--- Data supplied Enclosed Below ---
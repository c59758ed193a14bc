use super::*;
use shared::models::Operator;

/// Deterministic pick at a fixed index, clamped to the candidate count.
struct Pick(usize);

impl OperatorChoice for Pick {
    fn pick(&mut self, count: usize) -> usize {
        self.0.min(count - 1)
    }
}

fn refs(operators: &[Operator]) -> Vec<&Operator> {
    operators.iter().collect()
}

#[test]
fn test_empty_chain_resolves_to_nothing() {
    let ops = [operator(1, "Anna")];
    let index = index_for(&business(), &ops, &[], &[]);
    let caps = CapabilityMap::from_services(&[service(1, 30, &[1])]);
    assert_eq!(
        resolve_assignment(m(9, 0), &[], &refs(&ops), &index, &caps, &mut FirstChoice),
        None
    );
}

#[test]
fn test_no_preference_keeps_whole_chain_on_one_operator() {
    let ops = [operator(1, "Anna"), operator(2, "Zoe")];
    let index = index_for(&business(), &ops, &[], &[]);
    let caps = CapabilityMap::from_services(&[service(1, 30, &[1, 2]), service(2, 45, &[1, 2])]);
    let chain = [item(1, 30), item(2, 45)];

    let assigned =
        resolve_assignment(m(9, 0), &chain, &refs(&ops), &index, &caps, &mut FirstChoice);
    assert_eq!(assigned, Some(vec![1, 1]));
}

#[test]
fn test_choice_seam_selects_among_qualifying_operators() {
    let ops = [operator(1, "Anna"), operator(2, "Zoe")];
    let index = index_for(&business(), &ops, &[], &[]);
    let caps = CapabilityMap::from_services(&[service(1, 30, &[1, 2])]);
    let chain = [item(1, 30)];

    let assigned =
        resolve_assignment(m(9, 0), &chain, &refs(&ops), &index, &caps, &mut Pick(1));
    assert_eq!(assigned, Some(vec![2]));
}

#[test]
fn test_whole_chain_walks_the_cursor() {
    // Anna is busy during the second service's window only; the whole
    // chain moves to Zoe rather than splitting.
    let ops = [operator(1, "Anna"), operator(2, "Zoe")];
    let occupancy = [busy(1, m(10, 0), m(10, 30))];
    let index = index_for(&business(), &ops, &[], &occupancy);
    let caps = CapabilityMap::from_services(&[service(1, 30, &[1, 2]), service(2, 45, &[1, 2])]);
    let chain = [item(1, 30), item(2, 45)];

    let assigned =
        resolve_assignment(m(9, 0), &chain, &refs(&ops), &index, &caps, &mut FirstChoice);
    assert_eq!(assigned, Some(vec![2, 2]));
}

#[test]
fn test_unique_preference_forces_that_operator_for_the_chain() {
    let ops = [operator(1, "Anna"), operator(2, "Zoe")];
    let index = index_for(&business(), &ops, &[], &[]);
    let caps = CapabilityMap::from_services(&[service(1, 30, &[1, 2]), service(2, 30, &[1, 2])]);
    let chain = [item_with(1, 30, 2), item(2, 30)];

    let assigned =
        resolve_assignment(m(9, 0), &chain, &refs(&ops), &index, &caps, &mut FirstChoice);
    assert_eq!(assigned, Some(vec![2, 2]));
}

#[test]
fn test_preference_is_strict_even_when_others_are_free() {
    let ops = [operator(1, "Anna"), operator(2, "Zoe")];
    let occupancy = [busy(1, m(9, 0), m(9, 30))];
    let index = index_for(&business(), &ops, &[], &occupancy);
    let caps = CapabilityMap::from_services(&[service(1, 30, &[1, 2]), service(2, 30, &[1, 2])]);
    let chain = [item_with(1, 30, 1), item(2, 30)];

    let assigned =
        resolve_assignment(m(9, 0), &chain, &refs(&ops), &index, &caps, &mut FirstChoice);
    assert_eq!(assigned, None);
}

#[test]
fn test_distinct_preferences_assign_per_service() {
    let ops = [operator(1, "Anna"), operator(2, "Zoe")];
    let index = index_for(&business(), &ops, &[], &[]);
    let caps = CapabilityMap::from_services(&[service(1, 30, &[1, 2]), service(2, 30, &[1, 2])]);
    let chain = [item_with(1, 30, 1), item_with(2, 30, 2)];

    let assigned =
        resolve_assignment(m(9, 0), &chain, &refs(&ops), &index, &caps, &mut FirstChoice);
    assert_eq!(assigned, Some(vec![1, 2]));
}

#[test]
fn test_column_continuity_beats_name_order() {
    // Two distinct preferences rule out a single-operator chain; the
    // unconstrained third service sticks with Zoe, the previous
    // operator, even though Anna sorts first.
    let ops = [operator(1, "Anna"), operator(2, "Zoe")];
    let index = index_for(&business(), &ops, &[], &[]);
    let caps = CapabilityMap::from_services(&[
        service(1, 30, &[1, 2]),
        service(2, 30, &[1, 2]),
        service(3, 30, &[1, 2]),
    ]);
    let chain = [item_with(1, 30, 1), item_with(2, 30, 2), item(3, 30)];

    let assigned =
        resolve_assignment(m(9, 0), &chain, &refs(&ops), &index, &caps, &mut FirstChoice);
    assert_eq!(assigned, Some(vec![1, 2, 2]));
}

#[test]
fn test_fallback_to_name_order_when_previous_operator_is_taken() {
    let ops = [operator(1, "Anna"), operator(2, "Zoe")];
    // Zoe is busy during the third service's window
    let occupancy = [busy(2, m(10, 0), m(10, 30))];
    let index = index_for(&business(), &ops, &[], &occupancy);
    let caps = CapabilityMap::from_services(&[
        service(1, 30, &[1, 2]),
        service(2, 30, &[1, 2]),
        service(3, 30, &[1, 2]),
    ]);
    let chain = [item_with(1, 30, 1), item_with(2, 30, 2), item(3, 30)];

    let assigned =
        resolve_assignment(m(9, 0), &chain, &refs(&ops), &index, &caps, &mut FirstChoice);
    assert_eq!(assigned, Some(vec![1, 2, 1]));
}

#[test]
fn test_no_partial_assignment_when_only_capable_operator_is_busy() {
    let ops = [operator(1, "Anna"), operator(2, "Zoe")];
    let occupancy = [busy(2, m(9, 30), m(10, 0))];
    let index = index_for(&business(), &ops, &[], &occupancy);
    let caps = CapabilityMap::from_services(&[service(1, 30, &[1, 2]), service(2, 30, &[2])]);
    let chain = [item(1, 30), item(2, 30)];

    let assigned =
        resolve_assignment(m(9, 0), &chain, &refs(&ops), &index, &caps, &mut FirstChoice);
    assert_eq!(assigned, None);
}

#[test]
fn test_preferred_operator_must_be_capable() {
    let ops = [operator(1, "Anna"), operator(2, "Zoe")];
    let index = index_for(&business(), &ops, &[], &[]);
    let caps = CapabilityMap::from_services(&[service(2, 30, &[2])]);
    let chain = [item_with(2, 30, 1)];

    let assigned =
        resolve_assignment(m(9, 0), &chain, &refs(&ops), &index, &caps, &mut FirstChoice);
    assert_eq!(assigned, None);
}

#[test]
fn test_shifted_start_clears_the_conflict() {
    // S1 doable by both, S2 only by Zoe, Zoe busy 09:30-10:00. Starting
    // at 09:00 puts S2 exactly on the conflict; starting at 08:30 puts
    // S2 at 09:00-09:30 and the chain lands whole on Zoe.
    let mut info = business();
    info.opening_time = "08:00".to_string();
    info.active_opening_time = "08:00".to_string();

    let ops = [operator(1, "Anna"), operator(2, "Zoe")];
    let occupancy = [busy(2, m(9, 30), m(10, 0))];
    let index = index_for(&info, &ops, &[], &occupancy);
    let caps = CapabilityMap::from_services(&[service(1, 30, &[1, 2]), service(2, 30, &[2])]);
    let chain = [item(1, 30), item(2, 30)];

    let at_nine =
        resolve_assignment(m(9, 0), &chain, &refs(&ops), &index, &caps, &mut FirstChoice);
    assert_eq!(at_nine, None);

    let at_half_past_eight =
        resolve_assignment(m(8, 30), &chain, &refs(&ops), &index, &caps, &mut FirstChoice);
    assert_eq!(at_half_past_eight, Some(vec![2, 2]));
}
--- End of Enclosed Data supplied ---
Problem to solve →
All records shown above are to be given again verbatim.

Result →
repository c59758ed193a14bc
use super::*;
use shared::models::Operator;

/// Deterministic pick at a fixed index, clamped to the candidate count.
struct Pick(usize);

impl OperatorChoice for Pick {
    fn pick(&mut self, count: usize) -> usize {
        self.0.min(count - 1)
    }
}

fn refs(operators: &[Operator]) -> Vec<&Operator> {
    operators.iter().collect()
}

#[test]
fn test_empty_chain_resolves_to_nothing() {
    let ops = [operator(1, "Anna")];
    let index = index_for(&business(), &ops, &[], &[]);
    let caps = CapabilityMap::from_services(&[service(1, 30, &[1])]);
    assert_eq!(
        resolve_assignment(m(9, 0), &[], &refs(&ops), &index, &caps, &mut FirstChoice),
        None
    );
}

#[test]
fn test_no_preference_keeps_whole_chain_on_one_operator() {
    let ops = [operator(1, "Anna"), operator(2, "Zoe")];
    let index = index_for(&business(), &ops, &[], &[]);
    let caps = CapabilityMap::from_services(&[service(1, 30, &[1, 2]), service(2, 45, &[1, 2])]);
    let chain = [item(1, 30), item(2, 45)];

    let assigned =
        resolve_assignment(m(9, 0), &chain, &refs(&ops), &index, &caps, &mut FirstChoice);
    assert_eq!(assigned, Some(vec![1, 1]));
}

#[test]
fn test_choice_seam_selects_among_qualifying_operators() {
    let ops = [operator(1, "Anna"), operator(2, "Zoe")];
    let index = index_for(&business(), &ops, &[], &[]);
    let caps = CapabilityMap::from_services(&[service(1, 30, &[1, 2])]);
    let chain = [item(1, 30)];

    let assigned =
        resolve_assignment(m(9, 0), &chain, &refs(&ops), &index, &caps, &mut Pick(1));
    assert_eq!(assigned, Some(vec![2]));
}

#[test]
fn test_whole_chain_walks_the_cursor() {
    // Anna is busy during the second service's window only; the whole
    // chain moves to Zoe rather than splitting.
    let ops = [operator(1, "Anna"), operator(2, "Zoe")];
    let occupancy = [busy(1, m(10, 0), m(10, 30))];
    let index = index_for(&business(), &ops, &[], &occupancy);
    let caps = CapabilityMap::from_services(&[service(1, 30, &[1, 2]), service(2, 45, &[1, 2])]);
    let chain = [item(1, 30), item(2, 45)];

    let assigned =
        resolve_assignment(m(9, 0), &chain, &refs(&ops), &index, &caps, &mut FirstChoice);
    assert_eq!(assigned, Some(vec![2, 2]));
}

#[test]
fn test_unique_preference_forces_that_operator_for_the_chain() {
    let ops = [operator(1, "Anna"), operator(2, "Zoe")];
    let index = index_for(&business(), &ops, &[], &[]);
    let caps = CapabilityMap::from_services(&[service(1, 30, &[1, 2]), service(2, 30, &[1, 2])]);
    let chain = [item_with(1, 30, 2), item(2, 30)];

    let assigned =
        resolve_assignment(m(9, 0), &chain, &refs(&ops), &index, &caps, &mut FirstChoice);
    assert_eq!(assigned, Some(vec![2, 2]));
}

#[test]
fn test_preference_is_strict_even_when_others_are_free() {
    let ops = [operator(1, "Anna"), operator(2, "Zoe")];
    let occupancy = [busy(1, m(9, 0), m(9, 30))];
    let index = index_for(&business(), &ops, &[], &occupancy);
    let caps = CapabilityMap::from_services(&[service(1, 30, &[1, 2]), service(2, 30, &[1, 2])]);
    let chain = [item_with(1, 30, 1), item(2, 30)];

    let assigned =
        resolve_assignment(m(9, 0), &chain, &refs(&ops), &index, &caps, &mut FirstChoice);
    assert_eq!(assigned, None);
}

#[test]
fn test_distinct_preferences_assign_per_service() {
    let ops = [operator(1, "Anna"), operator(2, "Zoe")];
    let index = index_for(&business(), &ops, &[], &[]);
    let caps = CapabilityMap::from_services(&[service(1, 30, &[1, 2]), service(2, 30, &[1, 2])]);
    let chain = [item_with(1, 30, 1), item_with(2, 30, 2)];

    let assigned =
        resolve_assignment(m(9, 0), &chain, &refs(&ops), &index, &caps, &mut FirstChoice);
    assert_eq!(assigned, Some(vec![1, 2]));
}

#[test]
fn test_column_continuity_beats_name_order() {
    // Two distinct preferences rule out a single-operator chain; the
    // unconstrained third service sticks with Zoe, the previous
    // operator, even though Anna sorts first.
    let ops = [operator(1, "Anna"), operator(2, "Zoe")];
    let index = index_for(&business(), &ops, &[], &[]);
    let caps = CapabilityMap::from_services(&[
        service(1, 30, &[1, 2]),
        service(2, 30, &[1, 2]),
        service(3, 30, &[1, 2]),
    ]);
    let chain = [item_with(1, 30, 1), item_with(2, 30, 2), item(3, 30)];

    let assigned =
        resolve_assignment(m(9, 0), &chain, &refs(&ops), &index, &caps, &mut FirstChoice);
    assert_eq!(assigned, Some(vec![1, 2, 2]));
}

#[test]
fn test_fallback_to_name_order_when_previous_operator_is_taken() {
    let ops = [operator(1, "Anna"), operator(2, "Zoe")];
    // Zoe is busy during the third service's window
    let occupancy = [busy(2, m(10, 0), m(10, 30))];
    let index = index_for(&business(), &ops, &[], &occupancy);
    let caps = CapabilityMap::from_services(&[
        service(1, 30, &[1, 2]),
        service(2, 30, &[1, 2]),
        service(3, 30, &[1, 2]),
    ]);
    let chain = [item_with(1, 30, 1), item_with(2, 30, 2), item(3, 30)];

    let assigned =
        resolve_assignment(m(9, 0), &chain, &refs(&ops), &index, &caps, &mut FirstChoice);
    assert_eq!(assigned, Some(vec![1, 2, 1]));
}

#[test]
fn test_no_partial_assignment_when_only_capable_operator_is_busy() {
    let ops = [operator(1, "Anna"), operator(2, "Zoe")];
    let occupancy = [busy(2, m(9, 30), m(10, 0))];
    let index = index_for(&business(), &ops, &[], &occupancy);
    let caps = CapabilityMap::from_services(&[service(1, 30, &[1, 2]), service(2, 30, &[2])]);
    let chain = [item(1, 30), item(2, 30)];

    let assigned =
        resolve_assignment(m(9, 0), &chain, &refs(&ops), &index, &caps, &mut FirstChoice);
    assert_eq!(assigned, None);
}

#[test]
fn test_preferred_operator_must_be_capable() {
    let ops = [operator(1, "Anna"), operator(2, "Zoe")];
    let index = index_for(&business(), &ops, &[], &[]);
    let caps = CapabilityMap::from_services(&[service(2, 30, &[2])]);
    let chain = [item_with(2, 30, 1)];

    let assigned =
        resolve_assignment(m(9, 0), &chain, &refs(&ops), &index, &caps, &mut FirstChoice);
    assert_eq!(assigned, None);
}

#[test]
fn test_shifted_start_clears_the_conflict() {
    // S1 doable by both, S2 only by Zoe, Zoe busy 09:30-10:00. Starting
    // at 09:00 puts S2 exactly on the conflict; starting at 08:30 puts
    // S2 at 09:00-09:30 and the chain lands whole on Zoe.
    let mut info = business();
    info.opening_time = "08:00".to_string();
    info.active_opening_time = "08:00".to_string();

    let ops = [operator(1, "Anna"), operator(2, "Zoe")];
    let occupancy = [busy(2, m(9, 30), m(10, 0))];
    let index = index_for(&info, &ops, &[], &occupancy);
    let caps = CapabilityMap::from_services(&[service(1, 30, &[1, 2]), service(2, 30, &[2])]);
    let chain = [item(1, 30), item(2, 30)];

    let at_nine =
        resolve_assignment(m(9, 0), &chain, &refs(&ops), &index, &caps, &mut FirstChoice);
    assert_eq!(at_nine, None);

    let at_half_past_eight =
        resolve_assignment(m(8, 30), &chain, &refs(&ops), &index, &caps, &mut FirstChoice);
    assert_eq!(at_half_past_eight, Some(vec![2, 2]));
}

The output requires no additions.